■ How to complete this task: For the listing below, count the lines that contain "given" and report only the number.

■ Materials provided:
// Rust guideline compliant 2026-10-19

//! Error types for the Abundant core library.

use thiserror::Error;

/// Result type alias for Abundant operations.
pub type Result<T> = std::result::Result<T, Error>;

/// Error types for Abundant operations.
#[derive(Debug, Error)]
pub enum Error {
    /// IO error occurred.
    #[error("IO error: {0}")]
    Io(#[from] std::io::Error),

    /// JSON serialization/deserialization error.
    #[error("JSON error: {0}")]
    Json(#[from] serde_json::Error),

    /// The prefix matches no known item.
    #[error("Unknown prefix: {0}")]
    UnknownPrefix(String),

    /// The prefix matches several items and none of them exactly.
    #[error("Ambiguous prefix: {prefix} matches {candidates:?}")]
    AmbiguousPrefix {
        /// The prefix as typed by the user.
        prefix: String,
        /// Matching items in index order.
        candidates: Vec<String>,
    },

    /// No issue file exists for the given ID.
    #[error("No issue could be found at: {0}")]
    NoSuchIssue(String),

    /// An issue file exists but could not be parsed.
    #[error("Invalid issue: {0}")]
    InvalidIssue(String),

    /// A configuration file or value is malformed.
    #[error("Config error: {0}")]
    Config(String),
}
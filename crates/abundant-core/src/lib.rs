// Rust guideline compliant 2026-10-19

//! Abundant Core Library
//!
//! This crate provides the foundational components for the Abundant issue tracker:
//! - Unique-prefix resolution (prefix index, aliases, prefix display)
//! - Issue records and change descriptions
//! - Issue directory storage and the users file
//! - Hash ID generation
//! - Layered configuration
//! - Error types and result handling

pub mod alias;
pub mod config;
pub mod error;
pub mod identity;
pub mod issue;
pub mod prefix;
pub mod storage;
pub mod users;

pub use alias::AliasTable;
pub use config::{Config, ConfigLoader, MetaField, MetaKind};
pub use error::{Error, Result};
pub use issue::{Change, Comment, Field, Issue, Value};
pub use prefix::{Match, PrefixIndex};
pub use storage::Storage;
pub use users::UserEntry;
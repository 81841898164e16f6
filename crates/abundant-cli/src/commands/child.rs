// Rust guideline compliant 2026-10-19

//! Implementation of the `ab child` command.

use super::abort;
use crate::ui::Ui;
use abundant_app::Database;
use abundant_core::Issue;
use anyhow::Result;
use std::io::Write;

/// Marks one issue as a child of another.
///
/// This only records the relationship; a parent can still be resolved while
/// its children are open.
///
/// # Errors
///
/// Returns an error if either prefix does not resolve, both name the same
/// issue, or the issues cannot be saved.
pub fn execute<W: Write>(
    db: &Database,
    ui: &mut Ui<W>,
    child_prefix: &str,
    parent_prefix: &str,
) -> Result<()> {
    let mut child = db.issue(child_prefix)?;
    let mut parent = db.issue(parent_prefix)?;
    if child.id == parent.id {
        return Err(abort(format!(
            "Cannot make issue {} a child of itself.",
            child_prefix
        )));
    }

    let previous = reparent(db, &mut child, &mut parent)?;
    if let Some(previous) = &previous {
        ui.write(format!(
            "Issue {} is no longer a child of issue {}",
            child_prefix,
            db.short_id(&previous.id)
        ))?;
    }

    let mut changed = vec![&child, &parent];
    changed.extend(previous.as_ref());
    db.save(&changed)?;

    ui.write(format!(
        "Marked issue {} as a child of issue {}",
        child_prefix, parent_prefix
    ))?;
    Ok(())
}

/// Moves `child` under `parent`, updating both children lists.
///
/// # Returns
///
/// The former parent, with `child` removed from its children, when `child`
/// had a different parent before. The caller saves every returned issue.
///
/// # Errors
///
/// Returns an error if the former parent cannot be loaded.
pub(crate) fn reparent(db: &Database, child: &mut Issue, parent: &mut Issue) -> Result<Option<Issue>> {
    let previous = match child.parent.as_deref() {
        Some(old) if old != parent.id => {
            let mut old_parent = db.issue(old)?;
            old_parent.children.retain(|id| id != &child.id);
            Some(old_parent)
        }
        _ => None,
    };

    child.parent = Some(parent.id.clone());
    if !parent.children.contains(&child.id) {
        parent.children.push(child.id.clone());
    }
    Ok(previous)
}
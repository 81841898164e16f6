// Rust guideline compliant 2026-10-19

//! Diagnostic logging setup.

use crate::ui::Volume;
use std::fs::OpenOptions;
use std::path::Path;
use tracing::Level;
use tracing_appender::non_blocking::WorkerGuard;
use tracing_subscriber::fmt;

/// Maps the output volume to the most detailed log level shown.
#[must_use]
pub fn level_for(volume: Volume) -> Level {
    match volume {
        Volume::Quiet => Level::ERROR,
        Volume::Normal => Level::WARN,
        Volume::Verbose => Level::INFO,
        Volume::Debug => Level::DEBUG,
    }
}

/// Installs the global tracing subscriber.
///
/// Logs go to stderr, or are appended to `log_file` through a non-blocking
/// writer when one is given.
///
/// # Returns
///
/// The writer guard for a log file; it must be held until exit so buffered
/// lines are flushed.
///
/// # Errors
///
/// Returns an error if the log file cannot be opened.
pub fn init_tracing(volume: Volume, log_file: Option<&Path>) -> anyhow::Result<Option<WorkerGuard>> {
    let level = level_for(volume);

    if let Some(path) = log_file {
        let file = OpenOptions::new().create(true).append(true).open(path)?;
        let (writer, guard) = tracing_appender::non_blocking(file);
        let subscriber = fmt()
            .with_max_level(level)
            .with_target(false)
            .with_ansi(false)
            .with_writer(writer)
            .finish();
        let _ = tracing::subscriber::set_global_default(subscriber);
        return Ok(Some(guard));
    }

    let subscriber = fmt()
        .with_max_level(level)
        .with_target(false)
        .with_writer(std::io::stderr)
        .finish();
    let _ = tracing::subscriber::set_global_default(subscriber);
    Ok(None)
}

#[cfg(test)]
mod tests {
    use super::*;

    #[test]
    fn test_level_follows_volume() {
        assert_eq!(level_for(Volume::Quiet), Level::ERROR);
        assert_eq!(level_for(Volume::Normal), Level::WARN);
        assert_eq!(level_for(Volume::Debug), Level::DEBUG);
    }
}
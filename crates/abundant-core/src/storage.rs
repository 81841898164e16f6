// Rust guideline compliant 2026-10-19

//! Storage module for issue files.
//!
//! Every issue lives in its own JSON file named `<id>.issue` inside the
//! issues directory. The set of file stems is the authoritative list of
//! issue IDs that prefix indices are built from.

use crate::issue::{Issue, ISSUE_EXT};
use crate::{Error, Result};
use std::fs::{self, File};
use std::io::{BufReader, ErrorKind, Write};
use std::path::{Path, PathBuf};

/// Storage engine for issues.
#[derive(Debug, Clone)]
pub struct Storage {
    /// Path to the issues directory.
    dir: PathBuf,
}

impl Storage {
    /// Creates a new Storage instance.
    ///
    /// # Arguments
    ///
    /// * `dir` - Path to the issues directory
    ///
    /// # Errors
    ///
    /// Returns an error if the path is empty.
    pub fn new(dir: PathBuf) -> Result<Self> {
        if dir.as_os_str().is_empty() {
            return Err(Error::Io(std::io::Error::new(
                ErrorKind::InvalidInput,
                "Path cannot be empty",
            )));
        }
        Ok(Self { dir })
    }

    /// Returns the issues directory.
    pub fn dir(&self) -> &Path {
        &self.dir
    }

    /// Returns the path an issue with `id` is stored at.
    pub fn path_for(&self, id: &str) -> PathBuf {
        self.dir.join(format!("{}.{}", id, ISSUE_EXT))
    }

    /// Lists the IDs of all stored issues.
    ///
    /// Files without the issue extension are ignored.
    ///
    /// # Returns
    ///
    /// Issue IDs in directory order.
    ///
    /// # Errors
    ///
    /// Returns an error if the directory cannot be read.
    pub fn ids(&self) -> Result<Vec<String>> {
        let mut ids = Vec::new();
        for entry in fs::read_dir(&self.dir)? {
            let path = entry?.path();
            if path.extension().and_then(|ext| ext.to_str()) != Some(ISSUE_EXT) {
                continue;
            }
            if let Some(stem) = path.file_stem().and_then(|stem| stem.to_str()) {
                ids.push(stem.to_string());
            }
        }
        Ok(ids)
    }

    /// Loads the issue with the exact ID `id`.
    ///
    /// # Errors
    ///
    /// Returns an error if:
    /// - No file exists for `id` (`NoSuchIssue`)
    /// - The file does not contain a valid issue (`InvalidIssue`)
    pub fn load(&self, id: &str) -> Result<Issue> {
        let path = self.path_for(id);
        let file = File::open(&path).map_err(|err| match err.kind() {
            ErrorKind::NotFound => Error::NoSuchIssue(path.display().to_string()),
            _ => Error::Io(err),
        })?;
        let mut issue: Issue = serde_json::from_reader(BufReader::new(file))
            .map_err(|err| Error::InvalidIssue(format!("{}: {}", path.display(), err)))?;
        if issue.id.is_empty() {
            issue.id = id.to_string();
        }
        Ok(issue)
    }

    /// Loads every stored issue, skipping files that fail to parse.
    ///
    /// # Errors
    ///
    /// Returns an error if the directory or a file cannot be read.
    pub fn load_all(&self) -> Result<Vec<Issue>> {
        let mut issues = Vec::new();
        for id in self.ids()? {
            match self.load(&id) {
                Ok(issue) => issues.push(issue),
                Err(Error::InvalidIssue(msg)) => {
                    tracing::warn!("Skipping invalid issue file {}", msg);
                }
                Err(err) => return Err(err),
            }
        }
        Ok(issues)
    }

    /// Saves an issue, replacing any previous version.
    ///
    /// Writes to a temp file and renames it into place under the directory
    /// lock, so readers never see a partial file.
    ///
    /// # Errors
    ///
    /// Returns an error if the lock is held elsewhere or the issue cannot be
    /// serialized or written.
    pub fn save(&self, issue: &Issue) -> Result<()> {
        self.with_lock(|| self.write_unlocked(issue))
    }

    /// Saves several issues under one lock.
    ///
    /// # Errors
    ///
    /// Returns an error if the lock cannot be taken or any write fails.
    pub fn save_all(&self, issues: &[&Issue]) -> Result<()> {
        self.with_lock(|| {
            issues
                .iter()
                .try_for_each(|issue| self.write_unlocked(issue))
        })
    }

    /// Writes one issue file. Callers hold the directory lock.
    fn write_unlocked(&self, issue: &Issue) -> Result<()> {
        if issue.id.is_empty() {
            return Err(Error::InvalidIssue("Issue ID cannot be empty".to_string()));
        }
        let path = self.path_for(&issue.id);
        let temp_path = path.with_extension("issue.tmp");
        {
            let mut file = File::create(&temp_path)?;
            serde_json::to_writer_pretty(&mut file, issue)?;
            file.write_all(b"\n")?;
            file.sync_all()?;
        }
        fs::rename(&temp_path, &path)?;
        tracing::debug!(id = %issue.id, "saved issue");
        Ok(())
    }

    /// Executes a closure with an exclusive lock on the issues directory.
    ///
    /// # Errors
    ///
    /// Returns an error if:
    /// - The lock is held by another process
    /// - The closure returns an error
    pub fn with_lock<F, T>(&self, f: F) -> Result<T>
    where
        F: FnOnce() -> Result<T>,
    {
        use fs2::FileExt;
        use std::fs::OpenOptions;

        let lock_path = self.dir.with_extension("lock");
        let lock_file = OpenOptions::new()
            .create(true)
            .truncate(false)
            .write(true)
            .open(&lock_path)?;

        lock_file.try_lock_exclusive().map_err(|e| {
            Error::Io(std::io::Error::new(
                ErrorKind::WouldBlock,
                format!("Failed to acquire lock: {}", e),
            ))
        })?;

        let result = f();

        let _ = lock_file.unlock();

        result
    }
}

■ Answer below: 2